A pledge to keep walking beyond where I have once called home, onto where I am challenged to change, reconcile, surrender, and create in ways I hadn’t imagined.
I follow the blog site called the Marginalian by Maria Popova, often amazed at the breadth of her reading and compilation of the wisdom of so many sources that she offers with each post. One of the many topics she broached this week was how we grow old gracefully. In an excerpt she writes, “This open-hearted curiosity, this aura of astonishment, becomes an antidote to the spiritual poison most corrosive to this world—cynicism, that supreme enemy of hope. At any stage of life, the refusal to succumb to cynicism is among our greatest triumphs of the spirit. It is certainly our mightiest force of courage and resistance to the cowardly denouncements of possibility that pock the countenance of humanity.”
Cynicism. An inclination to believe that people are motivated solely by self-interest. Or also defined as an inclination to question whether something will happen or if its worthwhile. A close relative to pessimism. You may have your own definition and experience.
It is one of my ongoing practices, and a hard one, to not collapse into cynicism, especially with politicians or do-gooders or anyone I don’t trust. I am aware every time it wins; I feel how it contracts me, makes me feel hard and tight. It gives me a sense of power, but false power. If I’m cynical, I feel in control, not duped, not sentimental. Yet it is always embroidered with fear of some flavor. Cynicism helps cover up the hurt of what‘s happening in the world, almost giving me license to not do anything. I question over and over in myself whether I am just unwilling to look at the frustration and real struggles of this world because they are too painful or has cynicism made me hopeless? I’m also aware every time that I counter cynicism, it feels like some kind of victory of the soul. I feel lighter and closer to what I really want to be. I trust I can respond to the struggles of this world appropriately.
I agree with Popova that this “refusal to succumb” is one of the most important things in my spiritual practice. Popova quotes Nick Cave on his way of resisting the pull of cynicism:
“Absorb into yourself the world’s full richness and goodness and fun and genius, so that when someone tells you it’s not worth fighting for, you will stick up for it, protect it, run to its defense, it is your world they’re talking about, then watch that world to pour itself into you in gratitude. A little smart vampire full of raging love, amazed by the world.”
Steve and I are nearly four thousand miles into our road trip from Alaska today. I have four thousand miles worth of wonder now to talk back to that destructive voice of cynicism. I’m still daily amazed that I am here because 14 billion years ago there was a huge explosion in which much was annihilated, but helium and hydrogen emerged to begin creation. Then a supernova erupted and carbon and other elements were created that continued this process of evolution that the universe was planning all along. That evolution that led to me being here now. That wonder is deepening as I understand more and more about cosmogenesis. That “aura of astonishment” that Popova writes about is what I want to cultivate more and more as I age and ripen. Maybe five or six years ago, Steve and I changed the license plate on our camper to read WOW SKR. It means “Wow Seeker” to us. “Wow” became our natural mantra as we traveled this country of ours—wows to natural beauty, wows to human creativity and wows to how much these experiences enlivened our souls. And yes, also wows to how we as humans can destroy and hurt one another and the earth. But just noticing, not succumbing.
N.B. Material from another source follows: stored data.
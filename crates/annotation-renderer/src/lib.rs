//! Turns flagged sentence spans into DOM annotations: span merging, range wrapping,
//! floating tooltips or inline reveal controls, and the feedback buttons on them.

mod controls;
pub mod merge;
mod registry;
mod renderer;
pub mod tooltip;
pub mod wrap;

use thiserror::Error;

use page_dom::{DomError, NodeId};
use sentinel_core_types::SentinelError;

pub use controls::CONTROLS_CLASS;
pub use merge::{merge_spans, FlaggedSpan};
pub use registry::{OverlayRegistry, Panel, Registration};
pub use renderer::{
    AnnotationRenderer, AttachRequest, ControlOutcome, RendererConfig, HIGHLIGHT_CLASS,
};
pub use tooltip::{tooltip_position, Placement, Verdict, TOOLTIP_CLASS};
pub use wrap::{unwrap_wrappers, wrap_range, INLINE_CLASS};

#[derive(Debug, Error, Clone, PartialEq, Eq)]
pub enum RenderError {
    #[error("node {0} is not an annotation control")]
    UnknownControl(NodeId),
    #[error(transparent)]
    Dom(#[from] DomError),
}

impl From<RenderError> for SentinelError {
    fn from(err: RenderError) -> Self {
        SentinelError::new(err.to_string())
    }
}
impl ScanOrchestrator {
    pub fn new(
        doc: SharedDocument,
        segmenter: Arc<Segmenter>,
        state: Arc<ScanStateStore>,
        renderer: Arc<AnnotationRenderer>,
        classifier: Arc<dyn ClassifierRelay>,
        bus: NotificationBus,
        config: ScanConfig,
    ) -> Arc<Self> {
        Arc::new(Self {
            doc,
            segmenter,
            state,
            renderer,
            classifier,
            bus,
            config,
            active: AtomicUsize::new(0),
            aborted: AtomicBool::new(false),
            pending: Mutex::new(Vec::new()),
            debounce: Mutex::new(None),
            observer: Mutex::new(None),
        })
    }

    pub fn config(&self) -> &ScanConfig {
        &self.config
    }

    pub fn is_aborted(&self) -> bool {
        self.aborted.load(Ordering::SeqCst)
    }

    /// Passes currently waiting on the classifier.
    pub fn active_passes(&self) -> usize {
        self.active.load(Ordering::SeqCst)
    }

    /// Targets buffered for the next debounced pass.
    pub fn pending_targets(&self) -> Vec<NodeId> {
        self.pending.lock().clone()
    }

    pub fn is_observing(&self) -> bool {
        self.observer
            .lock()
            .as_ref()
            .map(|handle| !handle.is_finished())
            .unwrap_or(false)
    }

    /// Sweeps the whole document once, then follows `feed`. When the sweep aborts every
    /// annotation is cleared and the feed is never polled.
    pub async fn start<F>(self: &Arc<Self>, feed: F) -> Result<ScanSummary, ScanError>
    where
        F: ChangeFeed + 'static,
    {
        let candidates = {
            let doc = self.doc.lock();
            self.segmenter.collect_targets(&doc, doc.body())
        };
        info!(target: "scan.orchestrator", candidates = candidates.len(), "startup sweep");
        let result = self.scan(candidates).await;
        if self.is_aborted() {
            {
                let mut doc = self.doc.lock();
                self.renderer.clear_all(&mut doc);
            }
            self.renderer.schedule_update();
            return Err(match result {
                Err(err) => err,
                Ok(_) => ScanError::Aborted,
            });
        }
        let summary = result?.unwrap_or_else(|| self.summary(0, 0, 0, 0, 0));
        self.follow(feed);
        Ok(summary)
    }

    fn follow<F>(self: &Arc<Self>, mut feed: F)
    where
        F: ChangeFeed + 'static,
    {
        let Ok(runtime) = Handle::try_current() else {
            warn!(target: "scan.orchestrator", "no runtime, mutation observation disabled");
            return;
        };
        let weak: Weak<Self> = Arc::downgrade(self);
        let handle = runtime.spawn(async move {
            while let Some(batch) = feed.next_batch().await {
                let Some(orchestrator) = weak.upgrade() else {
                    break;
                };
                if orchestrator.is_aborted() {
                    break;
                }
                orchestrator.observe(&batch);
            }
        });
        if let Some(previous) = self.observer.lock().replace(handle) {
            previous.abort();
        }
    }

    /// Queues the targets contributed by `added` and restarts the debounce timer.
    pub fn observe(self: &Arc<Self>, added: &[NodeId]) {
        if self.is_aborted() {
            return;
        }
        let fresh = {
            let doc = self.doc.lock();
            let mut fresh: Vec<NodeId> = Vec::new();
            for node in added {
                for target in self.segmenter.collect_targets(&doc, *node) {
                    if !fresh.contains(&target) {
                        fresh.push(target);
                    }
                }
            }
            fresh
        };
        if fresh.is_empty() {
            return;
        }
        {
            let mut pending = self.pending.lock();
            for target in fresh {
                if !pending.contains(&target) {
                    pending.push(target);
                }
            }
        }
        self.arm_debounce();
    }

    fn arm_debounce(self: &Arc<Self>) {
        let Ok(runtime) = Handle::try_current() else {
            warn!(target: "scan.orchestrator", "no runtime, mutation scan not scheduled");
            return;
        };
        let weak = Arc::downgrade(self);
        let delay = self.config.debounce;
        let handle = runtime.spawn(async move {
            sleep(delay).await;
            if let Some(orchestrator) = weak.upgrade() {
                orchestrator.flush_pending();
            }
        });
        if let Some(previous) = self.debounce.lock().replace(handle) {
            previous.abort();
        }
    }

    /// Drains the buffer into a background pass. Returns `None` when there was nothing
    /// to scan, scanning is aborted or no runtime is available.
    pub fn flush_pending(self: &Arc<Self>) -> Option<JoinHandle<()>> {
        let runtime = Handle::try_current().ok()?;
        let targets = std::mem::take(&mut *self.pending.lock());
        if targets.is_empty() || self.is_aborted() {
            return None;
        }
        let orchestrator = Arc::clone(self);
        Some(runtime.spawn(async move {
            if let Err(err) = orchestrator.scan(targets).await {
                debug!(target: "scan.orchestrator", error = %err, "queued pass ended without results");
            }
        }))
    }

    /// Runs one pass over `candidates`. Returns `None` when there was nothing to consider.
    pub async fn scan(
        self: &Arc<Self>,
        candidates: Vec<NodeId>,
    ) -> Result<Option<ScanSummary>, ScanError> {
        if self.is_aborted() {
            return Err(ScanError::Aborted);
        }
        if candidates.is_empty() {
            return Ok(None);
        }

        let (mut targets, sentences) = {
            let doc = self.doc.lock();
            self.gather(&doc, &candidates)
        };

        if sentences.is_empty() {
            let summary = self.summary(0, 0, 0, 0, 0);
            if self.active_passes() == 0 && !self.is_aborted() {
                self.bus.emit(Notification::ScanComplete {
                    flagged_elements: 0,
                    flagged_segments: 0,
                    summary: summary.clone(),
                });
            }
            return Ok(Some(summary));
        }

        let batch_size = sentences.len();
        let guard = ActivePass {
            active: &self.active,
        };
        let previous = self.active.fetch_add(1, Ordering::SeqCst);
        if previous == 0 {
            self.bus.emit(Notification::ScanStart { batch_size });
        }
        self.bus.emit(Notification::ScanProgress {
            active: previous + 1,
            batch_size: Some(batch_size),
        });
        debug!(target: "scan.orchestrator", targets = targets.len(), sentences = batch_size, "pass dispatched");

        let texts: Vec<String> = sentences
            .iter()
            .map(|entry| entry.sentence.clean.clone())
            .collect();
        let classified = classify_all(self.classifier.as_ref(), &texts).await;

        let mut flagged_elements = 0;
        let mut flagged_segments = 0;
        let outcome = match classified {
            Ok(classified) => {
                for (entry, result) in sentences.iter().zip(&classified.results) {
                    if result.is_flagged(self.config.threshold) {
                        targets[entry.target].flagged.push(FlaggedSpan {
                            start: entry.sentence.start,
                            end: entry.sentence.end,
                            score: result.score,
                            label: result.label.clone(),
                            text: entry.sentence.clean.clone(),
                        });
                    }
                }
                {
                    let mut doc = self.doc.lock();
                    for target in &mut targets {
                        let spans = std::mem::take(&mut target.flagged);
                        let wrapped = if spans.is_empty() {
                            self.renderer.remove_highlight(&mut doc, target.node);
                            0
                        } else {
                            self.renderer.annotate(
                                &mut doc,
                                target.node,
                                Some(&target.signature),
                                spans,
                                self.config.style,
                            )
                        };
                        if wrapped > 0 {
                            flagged_elements += 1;
                            flagged_segments += wrapped;
                        }
                        if let Err(err) = self.state.mark_processed(target.node, &target.signature) {
                            warn!(target: "scan.orchestrator", node = %target.node, error = %err, "target changed state during the pass");
                        }
                    }
                }
                let summary = self.summary(
                    targets.len(),
                    flagged_elements,
                    flagged_segments,
                    batch_size,
                    classified.results.len(),
                );
                self.bus.emit(Notification::TelemetryUpdate {
                    last_scan: summary.clone(),
                });
                info!(
                    target: "scan.orchestrator",
                    processed = summary.processed_elements,
                    flagged_elements,
                    flagged_segments,
                    sentences = batch_size,
                    fallback = classified.fallback,
                    "pass complete"
                );
                Ok(summary)
            }
            Err(err) => {
                self.aborted.store(true, Ordering::SeqCst);
                let message = err.to_string();
                error!(target: "scan.orchestrator", error = %message, "classification failed, scanning aborted");
                self.bus.emit(Notification::ScanError {
                    message: message.clone(),
                });
                let mut doc = self.doc.lock();
                for target in &targets {
                    if let Err(err) = self.state.revert(target.node) {
                        warn!(target: "scan.orchestrator", node = %target.node, error = %err, "could not revert target");
                    }
                    self.renderer.remove_highlight(&mut doc, target.node);
                }
                Err(ScanError::Unrecoverable(message))
            }
        };

        drop(guard);
        let active = self.active_passes();
        match &outcome {
            Ok(summary) if active == 0 && !self.is_aborted() => {
                self.bus.emit(Notification::ScanComplete {
                    flagged_elements,
                    flagged_segments,
                    summary: summary.clone(),
                });
            }
            _ => self.bus.emit(Notification::ScanProgress {
                active,
                batch_size: None,
            }),
        }
        self.renderer.schedule_update();
        outcome.map(Some)
    }

    /// Selects the candidates that still need classification, claiming their signatures
    /// before any await. Targets without sentences are marked processed on the spot.
    fn gather(&self, doc: &Document, candidates: &[NodeId]) -> (Vec<PassTarget>, Vec<PassSentence>) {
        let mut targets = Vec::new();
        let mut sentences = Vec::new();
        for &node in candidates {
            if !doc.is_connected(node) || self.state.state(node) != ScanState::Unscanned {
                continue;
            }
            let signature = self.state.identify(doc, node);
            if self.state.contains(&signature) {
                continue;
            }
            let segmented = self.segmenter.segment(doc, node);
            if segmented.is_empty() {
                if let Err(err) = self.state.mark_processed(node, &signature) {
                    warn!(target: "scan.orchestrator", %node, error = %err, "could not mark empty target");
                }
                continue;
            }
            if let Err(err) = self.state.begin_processing(node, &signature) {
                warn!(target: "scan.orchestrator", %node, error = %err, "target not claimable");
                continue;
            }
            self.state.claim(&signature);
            let index = targets.len();
            targets.push(PassTarget {
                node,
                signature,
                flagged: Vec::new(),
            });
            sentences.extend(segmented.into_iter().map(|sentence| PassSentence {
                target: index,
                sentence,
            }));
        }
        (targets, sentences)
    }

    fn summary(
        &self,
        processed_elements: usize,
        flagged_elements: usize,
        flagged_segments: usize,
        total_sentences: usize,
        batch_size: usize,
    ) -> ScanSummary {
        ScanSummary {
            threshold: self.config.threshold,
            style: self.config.style,
            processed_elements,
            flagged_elements,
            flagged_segments,
            total_sentences,
            batch_size,
            timestamp: now_millis(),
        }
    }

    /// Permanently disables scanning for this page.
    pub fn stop(&self, reason: Option<&str>, reset_highlights: bool) {
        self.aborted.store(true, Ordering::SeqCst);
        if let Some(handle) = self.debounce.lock().take() {
            handle.abort();
        }
        self.pending.lock().clear();
        if let Some(handle) = self.observer.lock().take() {
            handle.abort();
        }
        if reset_highlights {
            let mut doc = self.doc.lock();
            self.renderer.clear_all(&mut doc);
        }
        self.renderer.schedule_update();
        let reason = reason.unwrap_or(DEFAULT_STOP_REASON).to_string();
        info!(target: "scan.orchestrator", %reason, reset_highlights, "scanning stopped");
        self.bus.emit(Notification::ScanStopped {
            reason,
            timestamp: now_millis(),
        });
    }
}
Steve and I catch each other all the time, when cynicism could so easily win. And I ask for grace to accept reality as it is without cynicism, yet with full awareness, not denial. As one of my Diamond Approach fellow students said with amazement upon discovering this in her inquiry, “I guess it’s kind of stupid to reject reality.” It made us all laugh when she said it. We all recognized this foolishness. This truth comes from so many traditions. I recently read an article in the magazine, Spirituality and Health, about the practice of Ho’oponopono–which I have relied on for the practice of forgiveness for many years. Ho’oponopoo Ke Ala means to “make the path that is right more right.” Auntie Mahealani Henry is quoted in the article as saying, “Nothing is wrong—all is in right place, right time, right being—what Hawaiians call pono. Stop resisting what is…everything is pono—as it is—be grateful..all of it, exactly as it is. Accept it.”
There is another elder that lived by this wisdom—my mother. Her mantra, “It is what it is.” Fellow resisters of cynicism. Fellow human beings that want to live with curiosity and trust in this world as it is—able to be astonished and open to what will be. Holders of hope.